◆ **Instructions for the task**: Go line by line through the records below. Copy whichever lines contain the string "iter".

◆ **Material shown**:
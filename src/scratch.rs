use parking_lot::Mutex;

use crate::node::NodeRef;

/// One slot per possible first byte of a child key
pub(crate) const TABLE_SIZE: usize = 256;

pub(crate) type Table<V> = Box<[Option<NodeRef<V>>]>;

/// A bounded pool of scratch tables used when merging the children of two
/// nodes.
///
/// The pool never blocks. If it is empty or another thread holds the lock, a
/// fresh table is allocated, and a table given back to a full or contended
/// pool is dropped.
///
/// Share one pool between transactions with [Txn::with_pool](crate::Txn::with_pool).
pub struct ScratchPool<V> {
    free: Mutex<Vec<Table<V>>>,
    capacity: usize,
}

impl<V> ScratchPool<V> {
    pub const DEFAULT_CAPACITY: usize = 8;

    /// A pool that keeps at most `capacity` idle tables
    pub fn new(capacity: usize) -> Self {
        Self {
            free: Mutex::new(Vec::with_capacity(capacity)),
            capacity,
        }
    }

    /// Number of idle tables
    pub fn idle(&self) -> usize {
        self.free.lock().len()
    }

    pub fn capacity(&self) -> usize {
        self.capacity
    }

    pub(crate) fn take(&self) -> Table<V> {
        if let Some(mut free) = self.free.try_lock() {
            if let Some(table) = free.pop() {
                return table;
            }
        }
        std::iter::repeat_with(|| None).take(TABLE_SIZE).collect()
    }

    /// Return a table. It must have been cleared by the caller.
    pub(crate) fn give(&self, table: Table<V>) {
        debug_assert!(table.iter().all(Option::is_none), "scratch table not cleared");
        if let Some(mut free) = self.free.try_lock() {
            if free.len() < self.capacity {
                free.push(table);
            }
        }
    }
}

impl<V> Default for ScratchPool<V> {
    fn default() -> Self {
        Self::new(Self::DEFAULT_CAPACITY)
    }
}

impl<V> std::fmt::Debug for ScratchPool<V> {
    fn fmt(&self, f: &mut std::fmt::Formatter<'_>) -> std::fmt::Result {
        f.debug_struct("ScratchPool")
            .field("capacity", &self.capacity)
            .finish()
    }
}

◆ **Task solution**:
        std::iter::repeat_with(|| None).take(TABLE_SIZE).collect()
        debug_assert!(table.iter().all(Option::is_none), "scratch table not cleared");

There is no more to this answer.